Yoga Basics for Beginners
Have you been hesitant about trying yoga? What's holding you back? You may be confused by all the different styles of yoga and unsure where to begin. You may be intimidated by the unfamiliar language and poses. Maybe you aren't sure whether you'll get enough of a workout to make yoga part of your routine. Maybe it just seems a little too, well, weird to you.
Whatever your reasons for not trying yoga, you've come to the right place. This guide for yoga beginners will demystify the practice of yoga and give you all the information you need to get started. Learn about the health benefits of yoga, the different types of yoga, what you need for equipment, and where to look for yoga classes. Watch a demonstration of some beginner yoga poses. With all of your questions answered, you can start enjoying the benefits and pleasures of yoga today.
What is yoga?
Yoga is a meditative practice originating in ancient India. "Yoga" means "union" in Sanskrit, and the practice of yoga is thought to create a union of mind, body and spirit.
In Western culture, the term "yoga" is most often associated with a form of exercise that involves moving through a series of specific poses (or "asanas") while controlling one's breathing. For true practitioners, exercise is just one component of the yoga lifestyle, which also includes proper diet, relaxation, and meditation.
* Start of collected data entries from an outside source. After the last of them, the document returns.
//! Prometheus counters, registered on the default registry and exposed at GET /metrics

use lazy_static::lazy_static;
use prometheus::{register_int_counter, register_int_counter_vec, IntCounter, IntCounterVec};

lazy_static! {
    /// Admission attempts by outcome: leased, default, overflow, no_capacity
    pub static ref ADMISSIONS: IntCounterVec = register_int_counter_vec!(
        "xtreamhub_admissions_total",
        "Stream admission attempts by outcome",
        &["outcome"]
    )
    .expect("Failed to register ADMISSIONS");

    /// Streams moved to a backup channel, by trigger
    pub static ref FAILOVERS: IntCounterVec = register_int_counter_vec!(
        "xtreamhub_failovers_total",
        "Streams served from a backup channel",
        &["reason"]
    )
    .expect("Failed to register FAILOVERS");

    /// Upstream catalog refreshes by result
    pub static ref UPSTREAM_REFRESHES: IntCounterVec = register_int_counter_vec!(
        "xtreamhub_upstream_refreshes_total",
        "Upstream catalog refreshes",
        &["result"]
    )
    .expect("Failed to register UPSTREAM_REFRESHES");

    pub static ref SWEPT_SESSIONS: IntCounter = register_int_counter!(
        "xtreamhub_swept_sessions_total",
        "Sessions removed for missing heartbeats"
    )
    .expect("Failed to register SWEPT_SESSIONS");
}
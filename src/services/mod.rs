pub mod admission;
pub mod cache;
pub mod catalog;
pub mod cleanup;
pub mod crypto;
pub mod failover;
pub mod health;
pub mod matching;
pub mod playback;
pub mod pool;
pub mod streaming;
pub mod upstream;
pub mod xtream;
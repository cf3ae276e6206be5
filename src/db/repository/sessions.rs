//! Active stream session (lease) repository

use chrono::{DateTime, Utc};
use sqlx::PgPool;

use crate::db::models::SessionRow;
use crate::models::NewSession;

const SESSION_COLUMNS: &str = "id, user_id, stream_id, credential_id, session_token, \
                               started_at, last_heartbeat, ip_address";

pub async fn find_by_user_stream(
    pool: &PgPool,
    user_id: i64,
    stream_id: &str,
) -> Result<Option<SessionRow>, sqlx::Error> {
    sqlx::query_as::<_, SessionRow>(&format!(
        "SELECT {} FROM active_stream_sessions WHERE user_id = $1 AND stream_id = $2",
        SESSION_COLUMNS
    ))
    .bind(user_id)
    .bind(stream_id)
    .fetch_optional(pool)
    .await
}

pub async fn find_by_token(pool: &PgPool, token: &str) -> Result<Option<SessionRow>, sqlx::Error> {
    sqlx::query_as::<_, SessionRow>(&format!(
        "SELECT {} FROM active_stream_sessions WHERE session_token = $1",
        SESSION_COLUMNS
    ))
    .bind(token)
    .fetch_optional(pool)
    .await
}

/// Sessions on a credential whose heartbeat is not older than `cutoff`
pub async fn count_fresh_for_credential(
    pool: &PgPool,
    credential_id: i64,
    cutoff: DateTime<Utc>,
) -> Result<i64, sqlx::Error> {
    let count: (i64,) = sqlx::query_as(
        "SELECT COUNT(*) FROM active_stream_sessions WHERE credential_id = $1 AND last_heartbeat >= $2",
    )
    .bind(credential_id)
    .bind(cutoff)
    .fetch_one(pool)
    .await?;

    Ok(count.0)
}

/// Insert a lease only while the credential is below `max_connections`.
///
/// The count and the insert run in one transaction holding an advisory lock
/// keyed by the credential id, so concurrent admissions on other server
/// instances cannot both take the last slot. Returns `None` when full. A
/// duplicate `(user_id, stream_id)` is not swallowed: it fails on the unique
/// key (23505), which `AppError` maps to `AlreadyExists`.
pub async fn insert_if_below_capacity(
    pool: &PgPool,
    session: &NewSession,
    max_connections: i32,
    cutoff: DateTime<Utc>,
) -> Result<Option<SessionRow>, sqlx::Error> {
    let mut tx = pool.begin().await?;

    sqlx::query("SELECT pg_advisory_xact_lock($1)")
        .bind(session.credential_id)
        .execute(&mut *tx)
        .await?;

    let row = sqlx::query_as::<_, SessionRow>(&format!(
        r#"
        INSERT INTO active_stream_sessions (user_id, stream_id, credential_id, session_token, ip_address)
        SELECT $1, $2, $3, $4, $5
        WHERE (
            SELECT COUNT(*) FROM active_stream_sessions
            WHERE credential_id = $3 AND last_heartbeat >= $7
        ) < $6
        RETURNING {}
        "#,
        SESSION_COLUMNS
    ))
    .bind(session.user_id)
    .bind(&session.stream_id)
    .bind(session.credential_id)
    .bind(&session.session_token)
    .bind(&session.ip_address)
    .bind(i64::from(max_connections))
    .bind(cutoff)
    .fetch_optional(&mut *tx)
    .await?;

    tx.commit().await?;
    Ok(row)
}

/// Refresh a heartbeat. Rows already older than `cutoff` are left for the sweep.
pub async fn touch(
    pool: &PgPool,
    token: &str,
    at: DateTime<Utc>,
    cutoff: DateTime<Utc>,
) -> Result<u64, sqlx::Error> {
    let result = sqlx::query(
        "UPDATE active_stream_sessions SET last_heartbeat = $2 \
         WHERE session_token = $1 AND last_heartbeat >= $3",
    )
    .bind(token)
    .bind(at)
    .bind(cutoff)
    .execute(pool)
    .await?;

    Ok(result.rows_affected())
}

pub async fn delete_by_token(pool: &PgPool, token: &str) -> Result<u64, sqlx::Error> {
    let result = sqlx::query("DELETE FROM active_stream_sessions WHERE session_token = $1")
        .bind(token)
        .execute(pool)
        .await?;

    Ok(result.rows_affected())
}

pub async fn get_by_credential(
    pool: &PgPool,
    credential_id: i64,
) -> Result<Vec<SessionRow>, sqlx::Error> {
    sqlx::query_as::<_, SessionRow>(&format!(
        "SELECT {} FROM active_stream_sessions WHERE credential_id = $1 ORDER BY started_at",
        SESSION_COLUMNS
    ))
    .bind(credential_id)
    .fetch_all(pool)
    .await
}

/// Delete sessions whose heartbeat is older than `cutoff`, returning them
pub async fn delete_stale(
    pool: &PgPool,
    cutoff: DateTime<Utc>,
) -> Result<Vec<SessionRow>, sqlx::Error> {
    sqlx::query_as::<_, SessionRow>(&format!(
        "DELETE FROM active_stream_sessions WHERE last_heartbeat < $1 RETURNING {}",
        SESSION_COLUMNS
    ))
    .bind(cutoff)
    .fetch_all(pool)
    .await
}

pub async fn delete_by_credential(pool: &PgPool, credential_id: i64) -> Result<u64, sqlx::Error> {
    let result = sqlx::query("DELETE FROM active_stream_sessions WHERE credential_id = $1")
        .bind(credential_id)
        .execute(pool)
        .await?;

    Ok(result.rows_affected())
}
What are the benefits of yoga?
A regular yoga practice benefits both the body and the mind. While yoga won't give you the heart-pumping effects of a cardio workout, a yoga workout involves much more than just stretching. If you make yoga a part of your fitness routine, you can expect these benefits:
- Improved flexibility: Moving through the yoga poses will stretch muscles and increase the range of motion in your joints to improve overall flexibility. You should see significant improvements, especially in your shoulders and trunk.
- Increased strength: Yoga requires you to use your own body weight to support yourself in different ways, which leads to increased strength. The areas that benefit the most will be your core, upper body, legs, and lower back. You also will see overall improved muscle tone.
- Improved posture: A stronger core provides more support for your spine so you will be able to stand taller and straighter. Yoga also increases your body awareness so you'll be more likely to sense when you are slouching and make necessary adjustments.
- Improved balance: Increased strength and body awareness will lead to better balance.
- Improved lung capacity: Yoga focuses on deep, mindful breathing. You will find yourself taking deeper and longer breaths, which will increase your lung capacity and send more oxygen to your entire body.
- Decreased stress: Yoga's focus on deep breathing and use of other meditative techniques calms the mind, thereby reducing stress. Additionally, yoga produces certain biochemical responses in the body that have a calming effect.
- Other mental benefits: Yoga practitioners report improved mood, concentration, memory and learning. This may be a result of increased oxygen levels, as well as the body's biochemical responses to yoga.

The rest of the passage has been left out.